3 days after blast, fear continues to rule highway

Fear seemed to be the order of the day along the Srinagar-Jammu highway on Sunday, three days a powerful blast ripped through a central reserve police force (CRPF) convoy, leaving more than 40 personnel of the force dead. All along the stretch from Samboora towards the site of the blast at Lethpora, forces personnel donning the riot-gear and weapons dotted the landscape. The otherwise bustling Lethpora appeared like a ghost town. 

The only sounds that resonated in the area were sirens of forces’ vehicles and television crews updating their studios of every action going on at the site. 

   

Any sight of an official vehicle heading towards the site made them to run towards the vehicle with their microphone and cameras, albeit only up to a permissible limit. The shattered glasses outside closed shops selling dry fruits and Kashmiri handicrafts are a common sight at the blast site, with locals rarely sighted around.

On one side of the highway (at the blast site), vehicles are allowed to move, with the forces personnel constantly asking the drivers to speed away. At some distance, men were seen sitting on shop-fronts discussing the nature of the Thursday’s blast.

Fear was visible on the face of MudasirReshi, a local who resides meters away from the blast site. 

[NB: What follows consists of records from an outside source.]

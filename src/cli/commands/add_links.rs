use super::{parse_anime_id, print_notice};
use crate::cli::AddLinksArgs;
use crate::constants;
use crate::domain::events::NotificationEvent;
use crate::form::validation::url_shape_warning;
use crate::models::{LinkDraft, SubtitleDraft};
use crate::services::{CatalogError, RowOutcome};
use crate::state::SharedState;

pub async fn cmd_add_links(state: &SharedState, args: AddLinksArgs) -> anyhow::Result<()> {
    let Some(anime_id) = parse_anime_id(&args.anime_id) else {
        return Ok(());
    };

    if !constants::is_supported_platform(&args.platform) {
        println!(
            "✗ Platform must be one of: {}",
            constants::SUPPORTED_PLATFORMS.join(", ")
        );
        return Ok(());
    }
    if let Some(warning) = url_shape_warning(&args.url) {
        print_notice(&NotificationEvent::warning(warning));
    }

    let mut subtitles = Vec::with_capacity(args.subtitles.len());
    for entry in &args.subtitles {
        let Some((language, url)) = entry.split_once('=') else {
            println!("✗ Subtitle must be LANGUAGE=URL, got '{entry}'");
            return Ok(());
        };
        subtitles.push(SubtitleDraft {
            language: language.trim().to_string(),
            url: url.trim().to_string(),
            ..SubtitleDraft::default()
        });
    }
    if subtitles.len() > constants::limits::MAX_SUBTITLES_PER_LINK {
        println!(
            "✗ Maximum {} subtitles allowed per link",
            constants::limits::MAX_SUBTITLES_PER_LINK
        );
        return Ok(());
    }

    let link = LinkDraft {
        platform: args.platform,
        url: args.url,
        quality: args.quality.unwrap_or_default(),
        file_size: args.file_size.unwrap_or_default(),
        subtitles,
    };

    state.require_user().await?;

    match state
        .catalog
        .add_links_to_anime(anime_id, args.episode, std::slice::from_ref(&link))
        .await
    {
        Ok(rows) => {
            for row in rows {
                match row.outcome {
                    RowOutcome::Inserted => println!("✓ Added {} row", row.table),
                    RowOutcome::Failed(reason) => {
                        println!("⚠ {} row failed: {reason}", row.table);
                    }
                    RowOutcome::Skipped(reason) => {
                        println!("  Skipped {} row ({reason:?})", row.table);
                    }
                }
            }
        }
        Err(CatalogError::EpisodeNotFound { episode_number, .. }) => {
            println!("✗ Episode {episode_number} not found for anime {anime_id}");
        }
        Err(e) => println!("✗ Failed to add links: {e}"),
    }

    Ok(())
}
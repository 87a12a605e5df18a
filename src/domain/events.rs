//! Domain events for the application.
//!
//! These are the transient notifications raised by the form controller and the
//! catalog service. Front-ends subscribe to them and render toasts.

use serde::Serialize;

/// Severity used when rendering a notification.
#[derive(Clone, Copy, Debug, PartialEq, Eq, Serialize)]
#[serde(rename_all = "lowercase")]
pub enum NoticeLevel {
    Success,
    Warning,
    Error,
}

#[derive(Clone, Debug, PartialEq, Serialize)]
#[serde(tag = "type", content = "payload")]
pub enum NotificationEvent {
    LinkAdded {
        episode_number: u32,
    },
    LinkRemoved {
        episode_number: u32,
    },
    SubtitleAdded {
        episode_number: u32,
    },
    EpisodesAdded {
        count: usize,
    },
    EpisodeRemoved {
        episode_number: u32,
    },
    EpisodeDuplicated {
        source: u32,
        episode_number: u32,
    },
    FieldApplied {
        field: String,
        value: String,
    },
    LinksCleared,

    SubmissionFinished {
        title: String,
        episodes: usize,
        failed_rows: usize,
    },
    CatalogRefreshed {
        count: usize,
    },

    /// Advisory only; the edit that raised it was applied.
    Warning {
        message: String,
    },
    /// The operation was rejected and nothing changed.
    Error {
        message: String,
    },
}

impl NotificationEvent {
    pub fn warning(message: impl Into<String>) -> Self {
        Self::Warning {
            message: message.into(),
        }
    }

    pub fn error(message: impl Into<String>) -> Self {
        Self::Error {
            message: message.into(),
        }
    }

    #[must_use]
    pub const fn level(&self) -> NoticeLevel {
        match self {
            Self::Warning { .. } => NoticeLevel::Warning,
            Self::Error { .. } => NoticeLevel::Error,
            _ => NoticeLevel::Success,
        }
    }

    /// Human readable text for a toast.
    #[must_use]
    pub fn message(&self) -> String {
        match self {
            Self::LinkAdded { .. } => "Link added to episode".to_string(),
            Self::LinkRemoved { .. } => "Link removed".to_string(),
            Self::SubtitleAdded { .. } => "Subtitle option added".to_string(),
            Self::EpisodesAdded { count: 1 } => "Episode added".to_string(),
            Self::EpisodesAdded { count } => format!("Added {count} episodes"),
            Self::EpisodeRemoved { .. } => "Removed last episode".to_string(),
            Self::EpisodeDuplicated {
                source,
                episode_number,
            } => format!("Duplicated episode {source} as episode {episode_number}"),
            Self::FieldApplied { field, value } => {
                format!("Set {field} \"{value}\" for all episodes")
            }
            Self::LinksCleared => "Cleared all episode links".to_string(),
            Self::SubmissionFinished {
                title, episodes, ..
            } => format!(
                "Successfully added \"{title}\" with {episodes} episode{}!",
                if *episodes == 1 { "" } else { "s" }
            ),
            Self::CatalogRefreshed { count } => format!("Loaded {count} anime"),
            Self::Warning { message } | Self::Error { message } => message.clone(),
        }
    }
}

Reshi, a shopkeeper, said he was at his shop along with five children from his family when the blast occurred.

“It was as if earth shook beneath our feet. And then a glass of my shop came crumbling down on us,” said Reshi, who got five stitches in his injured hand. Out of his shop next, Reshi said he saw bodies flying in the sky. 

“Initially I thought a helicopter had hit a nearby mobile tower. But then cries of forces personnel made me realise that it was an attack on them. I ran along with children into my house which is adjacent to my shop,” Reshi said.

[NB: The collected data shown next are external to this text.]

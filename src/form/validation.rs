//! Pre-submit rules and the advisory checks run while a field is edited.

use crate::constants::SUBTITLE_EXTENSIONS;
use crate::models::AnimeDraft;
use regex::Regex;
use std::sync::OnceLock;
use thiserror::Error;

fn duration_regex() -> &'static Regex {
    static RE: OnceLock<Regex> = OnceLock::new();
    RE.get_or_init(|| Regex::new(r"^\d{1,2}:\d{2}$").expect("Invalid regex"))
}

/// First rule a draft breaks, in the order they are checked.
#[derive(Debug, Clone, PartialEq, Eq, Error)]
pub enum ValidationError {
    #[error("Title is required")]
    TitleRequired,

    #[error("At least one genre must be selected")]
    GenreRequired,

    #[error("At least one episode is required")]
    EpisodeRequired,

    #[error("Episodes {} need at least one valid link", join_numbers(.0))]
    EpisodesMissingLinks(Vec<u32>),
}

fn join_numbers(numbers: &[u32]) -> String {
    numbers
        .iter()
        .map(u32::to_string)
        .collect::<Vec<_>>()
        .join(", ")
}

/// Checks title, genres, episodes and links, stopping at the first failure.
///
/// # Errors
///
/// Returns the first [`ValidationError`] the draft violates.
pub fn validate_for_submit(draft: &AnimeDraft) -> Result<(), ValidationError> {
    if draft.title.trim().is_empty() {
        return Err(ValidationError::TitleRequired);
    }

    if draft.genres.is_empty() {
        return Err(ValidationError::GenreRequired);
    }

    if draft.episodes.is_empty() {
        return Err(ValidationError::EpisodeRequired);
    }

    let missing: Vec<u32> = draft
        .episodes
        .iter()
        .filter(|episode| !episode.has_valid_link())
        .map(|episode| episode.episode_number)
        .collect();

    if !missing.is_empty() {
        return Err(ValidationError::EpisodesMissingLinks(missing));
    }

    Ok(())
}

/// Advisory check for a url typed into a link or thumbnail field.
///
/// Short values are still being typed, so only values longer than ten
/// characters that neither parse nor start with `http` produce a warning.
#[must_use]
pub fn url_shape_warning(value: &str) -> Option<&'static str> {
    let value = value.trim();
    if value.is_empty() || url::Url::parse(value).is_ok() {
        return None;
    }
    if value.len() > 10 && !value.starts_with("http") {
        return Some("URL should start with http:// or https://");
    }
    None
}

/// `MM:SS` or `HH:MM`.
#[must_use]
pub fn is_valid_duration(value: &str) -> bool {
    duration_regex().is_match(value)
}

#[must_use]
pub fn has_subtitle_extension(file_name: &str) -> bool {
    std::path::Path::new(file_name)
        .extension()
        .and_then(|ext| ext.to_str())
        .is_some_and(|ext| {
            SUBTITLE_EXTENSIONS
                .iter()
                .any(|allowed| allowed.eq_ignore_ascii_case(ext))
        })
}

There is hardly any house in the area whose windowpanes have not been broken. Inhabitants also point out towards the cracks in their houses to indicate the intensity of the blast. There are others in the locality who narrate similar tales.

“It was a tufaan (storm). We thank Almighty for saving us,” said a group of elderly men, sitting on a shop front. Away from the blast site, along the highway towards the Pampore railway station, forces personnel stop commuters, ask them to show their identity cards. Some are given a few batons while few lucky ones are left after a few invectives. 

A vegetable seller, Umar from Srinagar’s Mehjoor Nagar area, is in a dilemma whether to lay his kiosk at the designated place near the blast site or not.  “I have come to this place today after the blast. I am yet to decide on opening it (kiosk) or not,” he said.  After a wait of some 15 minutes, the vegetable seller decided to leave.All along the stretch from Lethpora to highway crossing, near hotel Silver Star, increased patrols of forces personnel accompanied by armored vehicles are a common scene.